-- Exercise data follows --

//! Encoder/decoder negotiation

use crate::accept::AcceptMediaType;
use crate::media_type::MediaType;
use std::sync::Arc;

/// Creates a codec on demand
pub type Factory<T> = Arc<dyn Fn() -> T + Send + Sync>;

/// Registered encoders and decoders keyed by media type
///
/// Register everything up front, then share the matcher read-only.
pub struct CodecMatcher<E, D> {
    encoders: Vec<(MediaType, Factory<E>)>,
    decoders: Vec<(MediaType, Factory<D>)>,
}

/// Result of [`CodecMatcher::match_encoder`]
pub struct EncoderMatch<'a, E> {
    registered: &'a MediaType,
    accepted: &'a AcceptMediaType,
    factory: &'a Factory<E>,
}

impl<'a, E> EncoderMatch<'a, E> {
    /// Registered media type the response should be labelled with
    pub fn registered(&self) -> &'a MediaType {
        self.registered
    }

    /// Client candidate that selected it
    pub fn accepted(&self) -> &'a AcceptMediaType {
        self.accepted
    }

    pub fn create(&self) -> E {
        (self.factory)()
    }
}

/// Result of [`CodecMatcher::match_decoder`]
pub struct DecoderMatch<'a, D> {
    registered: &'a MediaType,
    factory: &'a Factory<D>,
}

impl<'a, D> DecoderMatch<'a, D> {
    pub fn registered(&self) -> &'a MediaType {
        self.registered
    }

    pub fn create(&self) -> D {
        (self.factory)()
    }
}

fn register<T>(registry: &mut Vec<(MediaType, Factory<T>)>, media_type: MediaType, factory: Factory<T>) {
    match registry.iter_mut().find(|(existing, _)| existing.equals(&media_type)) {
        Some(entry) => entry.1 = factory,
        None => registry.push((media_type, factory)),
    }
}

impl<E, D> CodecMatcher<E, D> {
    pub fn new() -> Self {
        Self {
            encoders: Vec::new(),
            decoders: Vec::new(),
        }
    }

    /// Register an encoder; an identical media type replaces the earlier
    /// factory but keeps its registration order
    pub fn register_encoder<F>(&mut self, media_type: MediaType, factory: F) -> &mut Self
    where
        F: Fn() -> E + Send + Sync + 'static,
    {
        tracing::debug!("Registering encoder for {}", media_type);
        register(&mut self.encoders, media_type, Arc::new(factory));
        self
    }

    pub fn register_decoder<F>(&mut self, media_type: MediaType, factory: F) -> &mut Self
    where
        F: Fn() -> D + Send + Sync + 'static,
    {
        tracing::debug!("Registering decoder for {}", media_type);
        register(&mut self.decoders, media_type, Arc::new(factory));
        self
    }

    pub fn with_encoder<F>(mut self, media_type: MediaType, factory: F) -> Self
    where
        F: Fn() -> E + Send + Sync + 'static,
    {
        self.register_encoder(media_type, factory);
        self
    }

    pub fn with_decoder<F>(mut self, media_type: MediaType, factory: F) -> Self
    where
        F: Fn() -> D + Send + Sync + 'static,
    {
        self.register_decoder(media_type, factory);
        self
    }

    pub fn encoder_types(&self) -> impl Iterator<Item = &MediaType> {
        self.encoders.iter().map(|(media_type, _)| media_type)
    }

    pub fn decoder_types(&self) -> impl Iterator<Item = &MediaType> {
        self.decoders.iter().map(|(media_type, _)| media_type)
    }

    /// Pick an encoder for the client's `Accept` candidates
    ///
    /// Candidates are tried by descending quality, then header position.
    /// For the first candidate with any match, the earliest registered
    /// encoder wins. `None` means nothing acceptable is registered.
    pub fn match_encoder<'a>(&'a self, candidates: &'a [AcceptMediaType]) -> Option<EncoderMatch<'a, E>> {
        let mut ordered: Vec<&AcceptMediaType> = candidates.iter().collect();
        ordered.sort_by(|a, b| {
            b.quality()
                .total_cmp(&a.quality())
                .then_with(|| a.position().cmp(&b.position()))
        });

        let found = ordered.into_iter().find_map(|accepted| {
            self.encoders
                .iter()
                .find(|(registered, _)| accepted.matches(registered))
                .map(|(registered, factory)| EncoderMatch {
                    registered,
                    accepted,
                    factory,
                })
        });

        match &found {
            Some(found) => tracing::debug!("Matched encoder {} for {}", found.registered, found.accepted.media_type()),
            None => tracing::debug!("No encoder matches {} accept candidates", candidates.len()),
        }
        found
    }

    /// Pick the decoder registered for exactly `content_type`
    pub fn match_decoder(&self, content_type: &MediaType) -> Option<DecoderMatch<'_, D>> {
        let found = self
            .decoders
            .iter()
            .find(|(registered, _)| registered.equals(content_type))
            .map(|(registered, factory)| DecoderMatch { registered, factory });

        if found.is_none() {
            tracing::debug!("No decoder registered for {}", content_type);
        }
        found
    }
}

impl<E, D> Default for CodecMatcher<E, D> {
    fn default() -> Self {
        Self::new()
    }
}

-- Exercise data concluded --

## Work to be completed
Would you please work out how many lines of the data hold "Option"? Reply with the number alone.

## Task output
2